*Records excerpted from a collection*
........
//! CLI binary for md2doc.
//!
//! A thin shim over the library crate that maps CLI flags to
//! `ConversionConfig` / `ConvertJob` / `BatchOptions` and prints results.

use anyhow::{bail, Context, Result};
use clap::Parser;
use indicatif::{ProgressBar, ProgressStyle};
use md2doc::{
    convert_batch, parse_format_list, BatchOptions, BatchProgressCallback, ConversionConfig,
    Converter, ConvertJob, FileOutcome, OutcomeStatus, PdfEngine, ProfileRegistry, TargetFormat,
    UnknownKeyPolicy,
};
use std::io;
use std::path::{Path, PathBuf};
use std::sync::{Arc, Mutex};
use std::time::{Duration, Instant};
use tracing_subscriber::EnvFilter;

// ── ANSI colour helpers (no extra deps) ──────────────────────────────────────

fn green(s: &str) -> String {
    format!("\x1b[32m{s}\x1b[0m")
}
fn red(s: &str) -> String {
    format!("\x1b[31m{s}\x1b[0m")
}
fn yellow(s: &str) -> String {
    format!("\x1b[33m{s}\x1b[0m")
}
fn dim(s: &str) -> String {
    format!("\x1b[2m{s}\x1b[0m")
}
fn bold(s: &str) -> String {
    format!("\x1b[1m{s}\x1b[0m")
}

// ── CLI progress callback using indicatif ────────────────────────────────────

/// Terminal progress callback: renders a live progress bar plus one log line
/// per (file, format) attempt. The orchestrator is strictly sequential, so a
/// single start-time slot is enough for elapsed reporting.
struct CliProgress {
    bar: ProgressBar,
    started: Mutex<Option<Instant>>,
}

impl CliProgress {
    fn new() -> Arc<Self> {
        let bar = ProgressBar::new(0);
        bar.set_style(
            ProgressStyle::with_template(
                "{spinner:.cyan} {prefix:.bold}  [{bar:40.green/238}] {pos:>3}/{len}  {msg}",
            )
            .unwrap_or_else(|_| ProgressStyle::default_bar())
            .progress_chars("█▉▊▋▌▍▎▏  "),
        );
        bar.set_prefix("Converting");
        bar.enable_steady_tick(Duration::from_millis(80));
        Arc::new(Self {
            bar,
            started: Mutex::new(None),
        })
    }

    fn elapsed_secs(&self) -> f64 {
        self.started
            .lock()
            .unwrap()
            .take()
            .map(|t| t.elapsed().as_millis() as f64 / 1000.0)
            .unwrap_or(0.0)
    }
}

impl BatchProgressCallback for CliProgress {
    fn on_batch_start(&self, total_jobs: usize) {
        self.bar.set_length(total_jobs as u64);
    }

    fn on_file_start(&self, source: &Path, format: TargetFormat) {
        *self.started.lock().unwrap() = Some(Instant::now());
        self.bar.set_message(format!(
            "{} -> {format}",
            source.file_name().unwrap_or_default().to_string_lossy()
        ));
    }

    fn on_file_done(&self, outcome: &FileOutcome) {
        let elapsed = self.elapsed_secs();
        let name = outcome
            .source
            .file_name()
            .unwrap_or_default()
            .to_string_lossy()
            .into_owned();
        let line = match outcome.status {
            OutcomeStatus::Succeeded => format!(
                "  {} {:<32} {:<5} {}",
                green("✓"),
                name,
                outcome.format,
                dim(&format!("{elapsed:.1}s"))
            ),
            OutcomeStatus::Skipped => format!(
                "  {} {:<32} {:<5} {}",
                yellow("→"),
                name,
                outcome.format,
                dim("skipped (exists)")
            ),
            OutcomeStatus::Failed => {
                let error = outcome.error.as_deref().unwrap_or("unknown error");
                let first_line = error.lines().next().unwrap_or(error);
                let msg = if first_line.len() > 80 {
                    format!("{}\u{2026}", &first_line[..79])
                } else {
                    first_line.to_string()
                };
                format!("  {} {:<32} {:<5} {}", red("✗"), name, outcome.format, red(&msg))
            }
        };
        self.bar.println(line);
        self.bar.inc(1);
    }

    fn on_batch_complete(&self, _succeeded: usize, _skipped: usize, _failed: usize) {
        self.bar.finish_and_clear();
    }
}

const AFTER_HELP: &str = r#"EXAMPLES:
  # Single file conversion
  md2doc input.md output.docx
  md2doc input.md output.docx --template corporate.docx

  # Single file with profile
  md2doc input.md output.docx --profile bericht

  # PDF export (needs a LaTeX engine)
  md2doc input.md output.pdf --format pdf
  md2doc input.md output.pdf --format pdf --pdf-engine xelatex

  # Batch conversion
  md2doc --batch docs/ out/
  md2doc --batch docs/ out/ --recursive --overwrite
  md2doc --batch docs/ out/ --profile angebot --formats docx,pdf

  # Metadata overrides (win over frontmatter)
  md2doc input.md output.docx --meta title="Final Report" --meta version=2.0

FRONTMATTER:
  A leading block delimited by `---` lines supplies document metadata:

    ---
    title: Technical Offer
    author: Jane Doe
    date: 2024-03-01
    ---

  Recognized keys: title, subtitle, author, version, date, customer, project.

ENVIRONMENT VARIABLES:
  PANDOC_PATH       Path to the pandoc executable (skips PATH lookup)
  MD2DOC_TEMPLATE   Default docx reference template

SETUP:
  1. Install pandoc:        https://pandoc.org/installing.html
  2. For PDF output:        install a LaTeX engine (xelatex, lualatex, or pdflatex)
  3. For mermaid diagrams:  npm install -g @mermaid-js/mermaid-cli   (optional)
"#;

/// Convert Markdown files to Word documents (.docx) or PDF.
#[derive(Parser, Debug)]
#[command(
    name = "md2doc",
    version,
    about = "Convert Markdown files to Word documents (.docx) or PDF via pandoc",
    long_about = "Convert Markdown documents to Word or PDF by orchestrating the external \
pandoc engine. Frontmatter metadata, preset profiles, and collision-safe batch \
conversion included.",
    arg_required_else_help = true,
    color = clap::ColorChoice::Auto,
    after_long_help = AFTER_HELP
)]
struct Cli {
    /// Input Markdown file, or input directory in batch mode.
    input: Option<PathBuf>,

    /// Output document path, or output directory in batch mode.
    output: Option<PathBuf>,

    /// Batch mode: convert every .md file in the input directory.
    #[arg(long)]
    batch: bool,

    /// Path to a docx reference template (docx output only).
    #[arg(long, env = "MD2DOC_TEMPLATE")]
    template: Option<PathBuf>,

    /// Preset profile (see --list-profiles).
    #[arg(long)]
    profile: Option<String>,

    /// Output format.
    #[arg(long, value_enum, default_value = "docx")]
    format: FormatArg,

    /// Comma-separated list of output formats (e.g. 'docx,pdf').
    /// Overrides --format; useful in batch mode.
    #[arg(long)]
    formats: Option<String>,

    /// PDF engine. Auto-detected (xelatex > lualatex > pdflatex) if not set.
    #[arg(long, value_enum)]
    pdf_engine: Option<PdfEngineArg>,

    /// Path to the pandoc executable (searches PATH by default).
    #[arg(long, env = "PANDOC_PATH")]
    pandoc_path: Option<PathBuf>,

    /// Metadata override as key=value; repeatable, wins over frontmatter.
    #[arg(long = "meta", value_name = "KEY=VALUE")]
    meta: Vec<String>,

    /// What to do with unrecognized frontmatter keys.
    #[arg(long, value_enum, default_value = "drop")]
    unknown_keys: UnknownKeysArg,

    /// Do not render mermaid diagram blocks.
    #[arg(long)]
    no_diagrams: bool,

    /// Kill an engine call after this many seconds (default: unbounded).
    #[arg(long, value_name = "SECS")]
    engine_timeout: Option<u64>,

    /// Process subdirectories recursively (batch mode only).
    #[arg(short, long)]
    recursive: bool,

    /// Overwrite existing output files (batch mode only).
    #[arg(long)]
    overwrite: bool,

    /// List available profiles and exit.
    #[arg(long)]
    list_profiles: bool,

    /// Print the batch result (or profile list) as JSON.
    #[arg(long)]
    json: bool,

    /// Disable the progress bar.
    #[arg(long)]
    no_progress: bool,

    /// Enable DEBUG-level logs.
    #[arg(short, long)]
    verbose: bool,

    /// Suppress all output except errors.
    #[arg(short, long)]
    quiet: bool,
}

#[derive(clap::ValueEnum, Clone, Copy, Debug)]
enum FormatArg {
    Docx,
    Pdf,
}

impl From<FormatArg> for TargetFormat {
    fn from(v: FormatArg) -> Self {
        match v {
            FormatArg::Docx => TargetFormat::Docx,
            FormatArg::Pdf => TargetFormat::Pdf,
        }
    }
}

#[derive(clap::ValueEnum, Clone, Copy, Debug)]
enum PdfEngineArg {
    Xelatex,
    Lualatex,
    Pdflatex,
}

impl From<PdfEngineArg> for PdfEngine {
    fn from(v: PdfEngineArg) -> Self {
        match v {
            PdfEngineArg::Xelatex => PdfEngine::Xelatex,
            PdfEngineArg::Lualatex => PdfEngine::Lualatex,
            PdfEngineArg::Pdflatex => PdfEngine::Pdflatex,
        }
    }
}

#[derive(clap::ValueEnum, Clone, Copy, Debug)]
enum UnknownKeysArg {
    Drop,
    Passthrough,
}

impl From<UnknownKeysArg> for UnknownKeyPolicy {
    fn from(v: UnknownKeysArg) -> Self {
        match v {
            UnknownKeysArg::Drop => UnknownKeyPolicy::Drop,
            UnknownKeysArg::Passthrough => UnknownKeyPolicy::Passthrough,
        }
    }
}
........
Above are the entries; copy every line among them that contains the word "Passthrough".

    Passthrough,
            UnknownKeysArg::Passthrough => UnknownKeyPolicy::Passthrough,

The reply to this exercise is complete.